一般に活性酸素とフリーラジカルは混同されているようです。活性酸素にはフリーラジカルとそうでないものがあります。スーパーオキシド(O2・−)とヒドロキシラジカル(HO)はフリーラジカルであり、過酸化水素(H2O2)と一重項酸素(1O2)はフリーラジカルとはいいません。活性酸素は大気中に含まれる酸素分子(3O2)が、より反応性の高い化合物に変化したものの総称です。フリーラジカルは一つあるいはそれ以上の不対電子をもつ原子または分子とされています。

肺から取り込んだ酸素は赤血球中のヘモグロビンにより全身の細胞に運び込まれ、細胞中のミトコンドリアで酸素は糖質から電子を奪い、スーパーオキシド ⇒ 過酸化水素 ⇒ ヒドロキシラジカルを経て水になります。この過程をミトコンドリア電子伝達系といい、食事で摂った糖質がアデノシン三リン酸(ATP)というエネルギー物質に変わります。活性酸素が最も多く発生する場所はミトコンドリアなのです。
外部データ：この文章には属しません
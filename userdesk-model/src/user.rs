use serde::{Deserialize, Serialize};

use crate::ids::UserId;

/// Prefix applied to usernames derived on creation.
pub const USERNAME_PREFIX: &str = "USER-";

/// A user record as exchanged with the remote service.
///
/// Fields the service returns but the console does not manage (`geo`,
/// `catchPhrase`, ...) are dropped on deserialization. Missing string fields
/// default to empty so partially populated records still load.
#[derive(Debug, Clone, Default, PartialEq, Eq, Serialize, Deserialize)]
pub struct User {
    #[serde(default, skip_serializing_if = "Option::is_none")]
    pub id: Option<UserId>,
    #[serde(default)]
    pub name: String,
    #[serde(default)]
    pub username: String,
    #[serde(default)]
    pub email: String,
    #[serde(default)]
    pub phone: String,
    #[serde(default)]
    pub address: Address,
    #[serde(default)]
    pub company: Company,
    #[serde(default)]
    pub website: String,
}

impl User {
    /// Case-insensitive substring match on `name`.
    ///
    /// `needle_lower` must already be lowercased; callers filtering a whole
    /// collection lowercase the term once.
    pub fn name_contains(&self, needle_lower: &str) -> bool {
        needle_lower.is_empty()
            || self.name.to_lowercase().contains(needle_lower)
    }

    /// Whether this record carries the given service id.
    pub fn has_id(&self, id: UserId) -> bool {
        self.id == Some(id)
    }
}

#[derive(Debug, Clone, Default, PartialEq, Eq, Serialize, Deserialize)]
pub struct Address {
    #[serde(default)]
    pub street: String,
    #[serde(default)]
    pub city: String,
}

#[derive(Debug, Clone, Default, PartialEq, Eq, Serialize, Deserialize)]
pub struct Company {
    #[serde(default)]
    pub name: String,
}

/// Create payload: a record without an id, plus the derived username.
#[derive(Debug, Clone, Default, PartialEq, Eq, Serialize, Deserialize)]
pub struct NewUser {
    pub name: String,
    pub email: String,
    pub phone: String,
    pub address: Address,
    pub company: Company,
    pub website: String,
    pub username: String,
}

impl NewUser {
    /// Attach a service-assigned id, producing the stored record shape.
    pub fn into_user(self, id: UserId) -> User {
        User {
            id: Some(id),
            name: self.name,
            username: self.username,
            email: self.email,
            phone: self.phone,
            address: self.address,
            company: self.company,
            website: self.website,
        }
    }
}

/// `"USER-"` followed by the name's first space-separated token.
pub fn derive_username(name: &str) -> String {
    let first = name.split(' ').next().unwrap_or_default();
    format!("{USERNAME_PREFIX}{first}")
}

#[cfg(test)]
mod tests {
    use super::*;

    #[test]
    fn username_uses_first_token() {
        assert_eq!(derive_username("Ann Lee"), "USER-Ann");
        assert_eq!(derive_username("Prince"), "USER-Prince");
        // Leading space yields an empty first token, as a plain split does.
        assert_eq!(derive_username(" Ann"), "USER-");
    }

    #[test]
    fn decodes_service_payload_and_ignores_extra_fields() {
        let json = r#"{
            "id": 1,
            "name": "Leanne Graham",
            "username": "Bret",
            "email": "Sincere@april.biz",
            "address": {
                "street": "Kulas Light",
                "suite": "Apt. 556",
                "city": "Gwenborough",
                "zipcode": "92998-3874",
                "geo": { "lat": "-37.3159", "lng": "81.1496" }
            },
            "phone": "1-770-736-8031 x56442",
            "website": "hildegard.org",
            "company": { "name": "Romaguera-Crona", "catchPhrase": "x", "bs": "y" }
        }"#;

        let user: User = serde_json::from_str(json).unwrap();
        assert_eq!(user.id, Some(UserId(1)));
        assert_eq!(user.address.city, "Gwenborough");
        assert_eq!(user.company.name, "Romaguera-Crona");
    }

    #[test]
    fn missing_optional_sections_default_to_empty() {
        let user: User =
            serde_json::from_str(r#"{"id": 3, "name": "Ann"}"#).unwrap();
        assert_eq!(user.company, Company::default());
        assert!(user.website.is_empty());
    }

    #[test]
    fn id_is_omitted_when_absent() {
        let user = User {
            name: "Ann".into(),
            ..User::default()
        };
        let value = serde_json::to_value(&user).unwrap();
        assert!(value.get("id").is_none());
    }

    #[test]
    fn name_match_is_case_insensitive() {
        let user = User {
            name: "ALICIA".into(),
            ..User::default()
        };
        assert!(user.name_contains("ali"));
        assert!(user.name_contains(""));
        assert!(!user.name_contains("bob"));
    }
}
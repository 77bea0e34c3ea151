//! In-memory doubles for the remote service.
//!
//! Used by the test suites and by the binary's `--offline-demo` mode.

pub mod stubs;
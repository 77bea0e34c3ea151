pub mod api_client;
pub mod config;
pub mod services;
pub mod testing;
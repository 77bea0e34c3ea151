//! Core data model definitions shared across userdesk crates.
#![allow(missing_docs)]

pub mod draft;
pub mod ids;
pub mod user;

// Intentionally curated re-exports for downstream consumers.
pub use draft::{FieldKey, ParseFieldKeyError, UserDraft};
pub use ids::{ParseUserIdError, UserId};
pub use user::{Address, Company, NewUser, User, derive_username};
しかしすべての活性酸素が水になるわけではなく、余った活性酸素は細胞に損傷を与えます。それを防ぐために各組織には、抗酸化物質と呼ばれる活性酸素を消去する酵素が存在します。カタラーゼ、スーパーオキシドジスムターゼ、グルタチオンペルオキシダーゼなどです。体内に備わっている酵素だけでなくビタミンC、ビタミンE、βカロテン、フラボノイド、コエンザイムQ10(CoQ10)などもミトコンドリアの外で抗酸化物質として働きます。
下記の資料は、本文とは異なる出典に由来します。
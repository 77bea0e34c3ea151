//! Field-level validation of user drafts.
//!
//! [`validate`] runs every rule against every field and reports all
//! violations in one pass. The patterns are simple shape checks, not full
//! RFC validation:
//!
//! | field            | rule                                                  |
//! |------------------|-------------------------------------------------------|
//! | `name`           | required, at least 3 characters                       |
//! | `email`          | required, `local@domain.tld` shape                    |
//! | `phone`          | required, optional `+`, then 2-15 digits not led by 0 |
//! | `address.street` | required                                              |
//! | `address.city`   | required                                              |
//! | `company.name`   | optional, at least 3 characters when present          |
//! | `website`        | optional, `http(s)://` URL shape when present         |
//!
//! "Required" means non-empty; values are not trimmed. Lengths count
//! characters, not bytes.

use std::collections::BTreeMap;

use once_cell::sync::Lazy;
use regex::Regex;
use serde::Serialize;
use userdesk_model::{FieldKey, UserDraft};

// Lengths count Unicode scalar values, so "👍👍" is two characters long.
pub const MIN_NAME_LEN: usize = 3;
pub const MIN_COMPANY_NAME_LEN: usize = 3;

static EMAIL_PATTERN: Lazy<Regex> = Lazy::new(|| {
    Regex::new(r"^[^\s@]+@[^\s@]+\.[^\s@]+$").expect("email pattern compiles")
});

// E.164: ASCII digits only, so `[0-9]` rather than the Unicode-aware `\d`.
static PHONE_PATTERN: Lazy<Regex> = Lazy::new(|| {
    Regex::new(r"^\+?[1-9][0-9]{1,14}$").expect("phone pattern compiles")
});

static WEBSITE_PATTERN: Lazy<Regex> = Lazy::new(|| {
    Regex::new(r"^https?://[^\s$.?#].[^\s]*$")
        .expect("website pattern compiles")
});

/// Field key to message map produced by [`validate`].
///
/// A key is present only for an invalid field; an empty result means the
/// draft may be submitted.
#[derive(Debug, Clone, Default, PartialEq, Eq, Serialize)]
#[serde(transparent)]
pub struct ValidationResult {
    errors: BTreeMap<FieldKey, String>,
}

impl ValidationResult {
    pub fn new() -> Self {
        Self::default()
    }

    /// True when no field carries an error.
    pub fn is_valid(&self) -> bool {
        self.errors.is_empty()
    }

    pub fn is_empty(&self) -> bool {
        self.errors.is_empty()
    }

    pub fn len(&self) -> usize {
        self.errors.len()
    }

    pub fn get(&self, key: FieldKey) -> Option<&str> {
        self.errors.get(&key).map(String::as_str)
    }

    pub fn contains(&self, key: FieldKey) -> bool {
        self.errors.contains_key(&key)
    }

    /// Set or clear the error of a single field.
    pub fn set(&mut self, key: FieldKey, message: Option<String>) {
        match message {
            Some(message) => {
                self.errors.insert(key, message);
            }
            None => {
                self.errors.remove(&key);
            }
        }
    }

    pub fn clear(&mut self) {
        self.errors.clear();
    }

    /// Errors in form order.
    pub fn iter(&self) -> impl Iterator<Item = (FieldKey, &str)> {
        self.errors.iter().map(|(key, msg)| (*key, msg.as_str()))
    }
}

impl FromIterator<(FieldKey, String)> for ValidationResult {
    fn from_iter<I: IntoIterator<Item = (FieldKey, String)>>(iter: I) -> Self {
        Self {
            errors: iter.into_iter().collect(),
        }
    }
}

/// Validate every field of `draft`.
pub fn validate(draft: &UserDraft) -> ValidationResult {
    FieldKey::ALL
        .into_iter()
        .filter_map(|key| validate_field(draft, key).map(|msg| (key, msg)))
        .collect()
}

/// Validate a single field, returning its message if it is invalid.
pub fn validate_field(draft: &UserDraft, key: FieldKey) -> Option<String> {
    let value = draft.get(key);
    let message = match key {
        FieldKey::Name => {
            if value.is_empty() {
                Some("Name is required")
            } else if value.chars().count() < MIN_NAME_LEN {
                Some("Name must be at least 3 characters")
            } else {
                None
            }
        }
        FieldKey::Email => {
            if value.is_empty() {
                Some("Email is required")
            } else if !EMAIL_PATTERN.is_match(value) {
                Some("Email is not valid")
            } else {
                None
            }
        }
        FieldKey::Phone => {
            if value.is_empty() {
                Some("Phone is required")
            } else if !PHONE_PATTERN.is_match(value) {
                Some("Phone is not valid")
            } else {
                None
            }
        }
        FieldKey::AddressStreet => {
            value.is_empty().then_some("Street address is required")
        }
        FieldKey::AddressCity => value.is_empty().then_some("City is required"),
        FieldKey::CompanyName => {
            (!value.is_empty() && value.chars().count() < MIN_COMPANY_NAME_LEN)
                .then_some("Company name must be at least 3 characters")
        }
        FieldKey::Website => (!value.is_empty()
            && !WEBSITE_PATTERN.is_match(value))
        .then_some("Website must be a valid URL"),
    };
    message.map(str::to_string)
}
このように人間の体には酸化防止システムが備わっていますが、このシステムも大量の活性酸素が発生したときにはカバーしきれません。さらに40歳を過ぎるとシステムも老朽化し、活性酸素に抵抗できなくなってきます。

活性酸素は私たちの日常の生体活動の中で発生するほか、紫外線や大気汚染などさまざまな条件の下でも発生します。活性酸素の発生源として排気ガス、加工食品、殺虫剤、レントゲンなども原因となります。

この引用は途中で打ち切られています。